▸ What is expected
For this exercise, restate word for word only the lines from the first line of the data to the line containing "to a transport.".
**** Material provided ****
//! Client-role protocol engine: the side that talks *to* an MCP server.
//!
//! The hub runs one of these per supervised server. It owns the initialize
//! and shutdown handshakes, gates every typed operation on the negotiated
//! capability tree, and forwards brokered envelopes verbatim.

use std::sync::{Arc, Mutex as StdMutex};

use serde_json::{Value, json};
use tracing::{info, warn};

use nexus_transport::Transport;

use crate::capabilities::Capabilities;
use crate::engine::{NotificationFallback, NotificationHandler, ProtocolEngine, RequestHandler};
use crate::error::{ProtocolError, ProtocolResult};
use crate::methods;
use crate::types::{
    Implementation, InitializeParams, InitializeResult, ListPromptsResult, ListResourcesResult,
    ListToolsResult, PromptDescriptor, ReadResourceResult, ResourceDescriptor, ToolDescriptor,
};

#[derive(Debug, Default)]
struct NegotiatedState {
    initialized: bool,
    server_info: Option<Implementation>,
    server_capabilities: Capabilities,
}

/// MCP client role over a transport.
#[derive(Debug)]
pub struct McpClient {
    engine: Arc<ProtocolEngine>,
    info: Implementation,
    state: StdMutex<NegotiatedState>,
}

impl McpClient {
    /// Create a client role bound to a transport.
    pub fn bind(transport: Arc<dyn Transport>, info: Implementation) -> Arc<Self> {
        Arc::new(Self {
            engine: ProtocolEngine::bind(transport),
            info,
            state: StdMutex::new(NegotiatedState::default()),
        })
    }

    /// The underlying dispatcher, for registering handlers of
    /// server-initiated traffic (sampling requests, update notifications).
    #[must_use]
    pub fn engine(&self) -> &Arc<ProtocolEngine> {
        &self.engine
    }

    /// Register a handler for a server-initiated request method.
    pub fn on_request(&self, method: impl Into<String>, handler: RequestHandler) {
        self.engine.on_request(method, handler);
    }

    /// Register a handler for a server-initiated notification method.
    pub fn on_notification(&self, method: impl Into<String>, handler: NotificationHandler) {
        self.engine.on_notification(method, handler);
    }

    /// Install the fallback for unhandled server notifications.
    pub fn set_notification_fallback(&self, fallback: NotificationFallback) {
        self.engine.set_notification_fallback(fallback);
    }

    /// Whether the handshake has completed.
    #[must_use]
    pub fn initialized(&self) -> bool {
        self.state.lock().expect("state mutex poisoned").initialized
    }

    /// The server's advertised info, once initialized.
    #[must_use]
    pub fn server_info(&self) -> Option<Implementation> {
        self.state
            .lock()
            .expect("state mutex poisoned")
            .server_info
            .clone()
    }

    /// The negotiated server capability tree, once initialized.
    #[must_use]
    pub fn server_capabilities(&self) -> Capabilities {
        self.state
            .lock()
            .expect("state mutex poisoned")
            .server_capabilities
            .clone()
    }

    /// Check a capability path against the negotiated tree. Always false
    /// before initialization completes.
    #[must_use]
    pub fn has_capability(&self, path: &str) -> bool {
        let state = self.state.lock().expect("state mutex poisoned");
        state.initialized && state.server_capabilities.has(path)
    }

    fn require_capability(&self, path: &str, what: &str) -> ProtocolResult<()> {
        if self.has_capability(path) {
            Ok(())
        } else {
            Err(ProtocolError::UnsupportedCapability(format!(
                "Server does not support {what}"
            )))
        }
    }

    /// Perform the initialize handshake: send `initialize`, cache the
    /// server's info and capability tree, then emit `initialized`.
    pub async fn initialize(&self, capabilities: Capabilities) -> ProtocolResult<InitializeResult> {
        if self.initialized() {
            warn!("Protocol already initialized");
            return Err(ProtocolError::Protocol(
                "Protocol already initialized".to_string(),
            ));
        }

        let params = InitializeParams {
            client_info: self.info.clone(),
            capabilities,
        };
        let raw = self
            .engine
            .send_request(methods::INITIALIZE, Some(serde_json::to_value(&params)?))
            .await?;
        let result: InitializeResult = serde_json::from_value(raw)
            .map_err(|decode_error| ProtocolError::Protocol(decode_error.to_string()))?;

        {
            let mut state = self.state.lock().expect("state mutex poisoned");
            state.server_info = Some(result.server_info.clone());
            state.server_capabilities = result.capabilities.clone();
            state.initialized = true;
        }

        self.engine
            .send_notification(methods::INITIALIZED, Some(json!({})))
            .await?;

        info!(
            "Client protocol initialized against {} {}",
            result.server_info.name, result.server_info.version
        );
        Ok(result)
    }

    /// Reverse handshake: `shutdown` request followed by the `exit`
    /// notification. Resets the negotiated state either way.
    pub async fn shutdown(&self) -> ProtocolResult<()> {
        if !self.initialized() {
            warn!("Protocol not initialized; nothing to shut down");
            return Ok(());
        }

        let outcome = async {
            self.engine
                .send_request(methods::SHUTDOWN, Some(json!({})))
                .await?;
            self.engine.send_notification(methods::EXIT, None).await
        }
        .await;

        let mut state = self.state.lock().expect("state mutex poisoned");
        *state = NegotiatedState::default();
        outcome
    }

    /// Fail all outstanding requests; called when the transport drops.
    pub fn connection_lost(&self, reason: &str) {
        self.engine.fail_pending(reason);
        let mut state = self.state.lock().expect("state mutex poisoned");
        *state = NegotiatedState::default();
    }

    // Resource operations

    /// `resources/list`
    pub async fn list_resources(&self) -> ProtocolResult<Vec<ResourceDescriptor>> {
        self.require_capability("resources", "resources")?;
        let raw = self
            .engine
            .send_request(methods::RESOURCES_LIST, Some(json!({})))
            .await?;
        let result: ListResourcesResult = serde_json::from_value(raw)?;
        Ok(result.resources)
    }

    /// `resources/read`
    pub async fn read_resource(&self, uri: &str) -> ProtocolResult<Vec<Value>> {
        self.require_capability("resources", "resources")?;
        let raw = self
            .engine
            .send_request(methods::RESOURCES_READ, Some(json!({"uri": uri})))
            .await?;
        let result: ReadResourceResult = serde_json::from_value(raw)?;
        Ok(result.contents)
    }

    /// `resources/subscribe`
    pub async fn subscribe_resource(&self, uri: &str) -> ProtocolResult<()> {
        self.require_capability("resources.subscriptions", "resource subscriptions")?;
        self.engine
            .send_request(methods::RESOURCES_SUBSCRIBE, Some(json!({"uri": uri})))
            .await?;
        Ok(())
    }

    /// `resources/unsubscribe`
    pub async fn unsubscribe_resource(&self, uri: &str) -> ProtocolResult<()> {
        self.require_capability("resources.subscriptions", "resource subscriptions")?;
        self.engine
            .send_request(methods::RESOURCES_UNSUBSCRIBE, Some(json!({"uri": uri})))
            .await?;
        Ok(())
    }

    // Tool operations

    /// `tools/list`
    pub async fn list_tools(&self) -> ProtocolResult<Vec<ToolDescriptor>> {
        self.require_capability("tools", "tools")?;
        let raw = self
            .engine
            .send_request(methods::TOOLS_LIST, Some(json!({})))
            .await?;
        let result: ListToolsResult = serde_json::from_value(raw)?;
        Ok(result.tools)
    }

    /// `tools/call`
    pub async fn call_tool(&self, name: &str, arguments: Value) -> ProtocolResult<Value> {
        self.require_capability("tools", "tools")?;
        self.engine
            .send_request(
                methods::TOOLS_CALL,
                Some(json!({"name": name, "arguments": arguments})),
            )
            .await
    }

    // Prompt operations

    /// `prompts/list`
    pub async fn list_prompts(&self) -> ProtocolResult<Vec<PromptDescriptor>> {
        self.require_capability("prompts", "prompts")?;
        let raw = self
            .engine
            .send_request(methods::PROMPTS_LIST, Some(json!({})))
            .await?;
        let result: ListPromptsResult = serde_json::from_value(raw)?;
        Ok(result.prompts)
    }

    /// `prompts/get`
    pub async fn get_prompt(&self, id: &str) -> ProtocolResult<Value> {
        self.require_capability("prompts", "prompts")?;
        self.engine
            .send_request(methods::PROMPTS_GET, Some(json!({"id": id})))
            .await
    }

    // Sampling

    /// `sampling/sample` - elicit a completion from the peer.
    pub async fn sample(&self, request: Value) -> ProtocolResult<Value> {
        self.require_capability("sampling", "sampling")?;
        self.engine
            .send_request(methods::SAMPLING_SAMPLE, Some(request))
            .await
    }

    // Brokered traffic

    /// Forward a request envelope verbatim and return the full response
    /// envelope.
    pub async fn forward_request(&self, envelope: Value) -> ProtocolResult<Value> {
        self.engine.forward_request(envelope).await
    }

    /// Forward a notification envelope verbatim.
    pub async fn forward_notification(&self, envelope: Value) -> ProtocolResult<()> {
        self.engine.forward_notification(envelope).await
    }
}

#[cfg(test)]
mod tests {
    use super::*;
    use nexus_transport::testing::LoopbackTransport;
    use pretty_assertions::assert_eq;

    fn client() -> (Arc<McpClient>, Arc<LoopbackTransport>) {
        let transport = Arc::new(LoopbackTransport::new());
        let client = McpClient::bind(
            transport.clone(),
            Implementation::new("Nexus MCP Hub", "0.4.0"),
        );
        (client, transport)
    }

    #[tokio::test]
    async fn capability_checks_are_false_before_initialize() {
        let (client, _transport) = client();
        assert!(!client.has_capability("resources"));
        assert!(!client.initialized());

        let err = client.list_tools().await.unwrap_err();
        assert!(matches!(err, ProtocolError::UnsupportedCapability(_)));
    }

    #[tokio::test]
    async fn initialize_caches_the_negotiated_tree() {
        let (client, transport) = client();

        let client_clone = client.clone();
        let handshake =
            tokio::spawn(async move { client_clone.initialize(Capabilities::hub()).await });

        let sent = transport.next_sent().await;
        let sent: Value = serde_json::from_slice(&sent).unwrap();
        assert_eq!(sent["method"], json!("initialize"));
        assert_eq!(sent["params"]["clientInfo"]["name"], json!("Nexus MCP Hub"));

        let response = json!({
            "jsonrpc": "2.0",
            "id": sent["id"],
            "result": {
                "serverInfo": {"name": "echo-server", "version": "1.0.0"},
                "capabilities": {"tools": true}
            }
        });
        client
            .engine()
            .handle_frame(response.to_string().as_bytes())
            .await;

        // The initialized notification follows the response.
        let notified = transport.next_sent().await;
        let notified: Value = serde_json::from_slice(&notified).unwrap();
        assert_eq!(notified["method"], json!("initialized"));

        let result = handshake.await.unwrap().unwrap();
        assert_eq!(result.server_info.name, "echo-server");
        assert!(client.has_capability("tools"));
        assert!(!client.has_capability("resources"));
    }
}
****
▸ Reply to the exercise
//! Client-role protocol engine: the side that talks *to* an MCP server.
//!
//! The hub runs one of these per supervised server. It owns the initialize
//! and shutdown handshakes, gates every typed operation on the negotiated
//! capability tree, and forwards brokered envelopes verbatim.

use std::sync::{Arc, Mutex as StdMutex};

use serde_json::{Value, json};
use tracing::{info, warn};

use nexus_transport::Transport;

use crate::capabilities::Capabilities;
use crate::engine::{NotificationFallback, NotificationHandler, ProtocolEngine, RequestHandler};
use crate::error::{ProtocolError, ProtocolResult};
use crate::methods;
use crate::types::{
    Implementation, InitializeParams, InitializeResult, ListPromptsResult, ListResourcesResult,
    ListToolsResult, PromptDescriptor, ReadResourceResult, ResourceDescriptor, ToolDescriptor,
};

#[derive(Debug, Default)]
struct NegotiatedState {
    initialized: bool,
    server_info: Option<Implementation>,
    server_capabilities: Capabilities,
}

/// MCP client role over a transport.
#[derive(Debug)]
pub struct McpClient {
    engine: Arc<ProtocolEngine>,
    info: Implementation,
    state: StdMutex<NegotiatedState>,
}

impl McpClient {
    /// Create a client role bound to a transport.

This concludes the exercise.